These funds will be spent on equipping the Tajikistani Drug Control Agency with modern facilities, personnel training, Russian Federal Drug Control Service head said

DUSHANBE, May 26. /TASS/. Russia will provide assistance worth $5.5 million to Tajikistan within three years for fighting drug trafficking within the framework of an interdepartmental agreement signed on Tuesday between the Russian Federal Drug Control Service of Russia (FSKN) and Tajikistani Drug Control Agency, FSKN Director Viktor Ivanov said. He attended a meeting of the Coordinating Council of the heads of competent authorities on fighting drug trafficking of the Collective Security Treaty Organisation (CSTO) member states in Dushanbe.

"These funds will be spent on equipping the Agency with modern facilities, personnel training, other essential needs of the important anti-drug agency, which is at the forefront of the fight against drugs," Ivanov said. According to him, "Tajikistan has the longest border with Afghanistan (more than 1,340 km), which has, unfortunately, turned into a big drug laboratory."
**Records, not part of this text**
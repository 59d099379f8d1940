//! Crank–Nicolson step for 1-D diffusion with reflecting ends.
//!
//! With `r = D·Δt / Δx²` the step solves `A·x' = B·x` where
//!
//! ```text
//! A: diag 1+r, off-diagonals -r/2      B: diag 1-r, off-diagonals r/2
//! ```
//!
//! At both boundary rows the coupling towards the interior is doubled
//! (`A[0][1] = A[N-1][N-2] = -r`, `B[0][1] = B[N-1][N-2] = r`), which is the
//! ghost-point form of a zero-flux (Neumann) condition.
//!
//! The scheme conserves the trapezoidal integral of the profile (end samples
//! weighted by 1/2), not the plain sum: the doubled couplings move mass as if
//! the boundary cells were half-width. See [`total_intensity`].

use crate::domain::Profile;
use crate::error::CoreError;
use crate::math::Tridiagonal;

/// Advance `profile` by one implicit step.
///
/// `dx` is in metres (callers convert from µm), `delta_t` in seconds and
/// `coefficient` in m²/s. For `coefficient = 0` the profile is returned
/// unchanged.
pub fn crank_nicolson_step(
    profile: &[f64],
    dx: f64,
    delta_t: f64,
    coefficient: f64,
) -> Result<Profile, CoreError> {
    let n = profile.len();
    if n < 2 {
        return Err(CoreError::input_shape(format!(
            "profile needs at least 2 samples, got {n}"
        )));
    }
    if !(delta_t.is_finite() && delta_t > 0.0) {
        return Err(CoreError::input_shape(format!(
            "time step must be finite and > 0, got {delta_t}"
        )));
    }
    if !(dx.is_finite() && dx > 0.0) {
        return Err(CoreError::singular(format!(
            "degenerate spatial step {dx}"
        )));
    }
    if !(coefficient.is_finite() && coefficient >= 0.0) {
        return Err(CoreError::singular(format!(
            "diffusion coefficient must be finite and >= 0, got {coefficient:e}"
        )));
    }

    let r = coefficient * delta_t / (dx * dx);
    if !r.is_finite() {
        return Err(CoreError::singular(format!(
            "mesh ratio overflowed (D={coefficient:e}, dt={delta_t}, dx={dx:e})"
        )));
    }

    let system = implicit_matrix(n, r);
    let rhs = explicit_rhs(profile, r);
    system.solve(&rhs)
}

/// Left-hand side `A` of the Crank–Nicolson system.
pub fn implicit_matrix(n: usize, r: f64) -> Tridiagonal {
    let mut a = Tridiagonal::constant(n, -r / 2.0, 1.0 + r, -r / 2.0);
    if n >= 2 {
        a.upper[0] *= 2.0;
        a.lower[n - 1] *= 2.0;
    }
    a
}

/// Right-hand side `B·x`, built directly from the current profile.
pub fn explicit_rhs(x: &[f64], r: f64) -> Vec<f64> {
    let n = x.len();
    let mut b = vec![0.0; n];
    for i in 1..n - 1 {
        b[i] = r / 2.0 * x[i - 1] + (1.0 - r) * x[i] + r / 2.0 * x[i + 1];
    }
    b[0] = (1.0 - r) * x[0] + r * x[1];
    b[n - 1] = (1.0 - r) * x[n - 1] + r * x[n - 2];
    b
}

/// Trapezoidal integral of a profile in units of `dx`.
///
/// This is the quantity the reflecting scheme conserves exactly.
pub fn total_intensity(profile: &[f64]) -> f64 {
    let n = profile.len();
    match n {
        0 => 0.0,
        1 => profile[0],
        _ => profile.iter().sum::<f64>() - 0.5 * (profile[0] + profile[n - 1]),
    }
}

/// Spread of a profile about its mean, using the same trapezoidal weights
/// as [`total_intensity`].
pub fn weighted_variance(profile: &[f64]) -> f64 {
    let n = profile.len();
    if n < 2 {
        return 0.0;
    }
    let weight = |i: usize| if i == 0 || i == n - 1 { 0.5 } else { 1.0 };
    let total_weight = (n - 1) as f64;
    let mean = total_intensity(profile) / total_weight;
    profile
        .iter()
        .enumerate()
        .map(|(i, v)| weight(i) * (v - mean) * (v - mean))
        .sum::<f64>()
        / total_weight
}

#[cfg(test)]
mod tests {
    use super::*;

    fn population_variance(p: &[f64]) -> f64 {
        let mean = p.iter().sum::<f64>() / p.len() as f64;
        p.iter().map(|v| (v - mean) * (v - mean)).sum::<f64>() / p.len() as f64
    }

    fn sample_profiles() -> Vec<Vec<f64>> {
        vec![
            vec![0.0, 0.0, 0.0, 1.0, 0.0, 0.0, 0.0],
            vec![1.0, 0.0, 0.0, 0.0],
            vec![0.2, 0.9],
            vec![3.0, 1.0, 4.0, 1.0, 5.0, 9.0, 2.0, 6.0],
            (0..25).map(|i| 1.0 - (-((i as f64 - 12.0) / 3.0).powi(2)).exp()).collect(),
        ]
    }

    #[test]
    fn zero_diffusion_is_identity() {
        for p in sample_profiles() {
            for &(dx, dt) in &[(1e-6, 0.5), (2.5e-7, 3.0), (1.0, 1e-3)] {
                let next = crank_nicolson_step(&p, dx, dt, 0.0).unwrap();
                for (a, b) in p.iter().zip(next.iter()) {
                    assert!((a - b).abs() < 1e-15, "expected {a}, got {b}");
                }
            }
        }
    }

    #[test]
    fn reflecting_ends_conserve_integral() {
        for p in sample_profiles() {
            for &(d, dt) in &[(1e-13, 1.0), (2e-13, 0.3), (5e-12, 7.0)] {
                let next = crank_nicolson_step(&p, 1e-6, dt, d).unwrap();
                let before = total_intensity(&p);
                let after = total_intensity(&next);
                let rel = (after - before).abs() / before.abs().max(1e-300);
                assert!(rel < 1e-9, "integral drifted: {before} -> {after}");
            }
        }
    }

    #[test]
    fn diffusion_never_sharpens() {
        for p in sample_profiles() {
            for &d in &[1e-14, 2e-13, 3e-12] {
                let next = crank_nicolson_step(&p, 1e-6, 1.0, d).unwrap();
                assert!(
                    weighted_variance(&next) <= weighted_variance(&p) + 1e-15,
                    "variance grew for {p:?}"
                );
            }
        }
    }

    #[test]
    fn central_peak_spreads_symmetrically() {
        let p = vec![0.0, 0.0, 0.0, 1.0, 0.0, 0.0, 0.0];
        let next = crank_nicolson_step(&p, 1e-6, 1.0, 2e-13).unwrap();
        assert!(population_variance(&next) < population_variance(&p));
        assert!(next[3] < 1.0);
        for i in 0..3 {
            assert!((next[i] - next[6 - i]).abs() < 1e-14);
        }
    }

    #[test]
    fn hand_computed_three_point_step() {
        // r = 1: A = [[2,-1,0],[-.5,2,-.5],[0,-1,2]], B·x = [0, .5, 0].
        let next = crank_nicolson_step(&[1.0, 0.0, 0.0], 1.0, 1.0, 1.0).unwrap();
        let expected = [1.0 / 6.0, 1.0 / 3.0, 1.0 / 6.0];
        for (a, b) in next.iter().zip(expected.iter()) {
            assert!((a - b).abs() < 1e-14);
        }
        // Plain sum drifts (1 -> 2/3); only the trapezoidal integral is kept.
        assert!((next.iter().sum::<f64>() - 2.0 / 3.0).abs() < 1e-14);
        assert!((total_intensity(&next) - total_intensity(&[1.0, 0.0, 0.0])).abs() < 1e-14);
    }

    #[test]
    fn boundary_couplings_are_doubled() {
        let a = implicit_matrix(5, 0.4);
        assert!((a.upper[0] + 0.4).abs() < 1e-15);
        assert!((a.lower[4] + 0.4).abs() < 1e-15);
        assert!((a.upper[1] + 0.2).abs() < 1e-15);
        assert!((a.lower[1] + 0.2).abs() < 1e-15);
        assert!((a.diag[2] - 1.4).abs() < 1e-15);
    }

    #[test]
    fn invalid_inputs_are_rejected() {
        assert!(matches!(
            crank_nicolson_step(&[1.0], 1.0, 1.0, 1.0),
            Err(CoreError::InputShape { .. })
        ));
        assert!(matches!(
            crank_nicolson_step(&[1.0, 2.0], 1.0, 0.0, 1.0),
            Err(CoreError::InputShape { .. })
        ));
        assert!(matches!(
            crank_nicolson_step(&[1.0, 2.0], 0.0, 1.0, 1.0),
            Err(CoreError::SingularSystem { .. })
        ));
        assert!(matches!(
            crank_nicolson_step(&[1.0, 2.0], 1.0, 1.0, -1e-13),
            Err(CoreError::SingularSystem { .. })
        ));
    }
}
Referring to the situation in Afghanistan, the Federal Drug Control Service chief said that "even though the International Security Assistance Force (ISAF) is deployed there, the country still has no peace, and the production of drugs has not decreased." The Afghan law enforcement agencies, according to Ivanov, "are mostly poorly trained, poorly equipped and cannot effectively counter the drug infrastructure that has formed here over the years of ISAF presence."

The Federal Drug Control Service chief said that in his view, "the international community’s priority task should be the elimination of drug production in Afghanistan, setting up international headquarters and a special fund to combat the planetary drug production centre in Afghanistan." He said that from $300 to $500 billion that are spent, among other things, on supporting international terrorism, are handled each year by international financial and banking institutions."

The meeting was attended by heads of the anti-drug services of Armenia, Belarus, Kazakhstan, Kyrgyzstan, Russia and Tajikistan.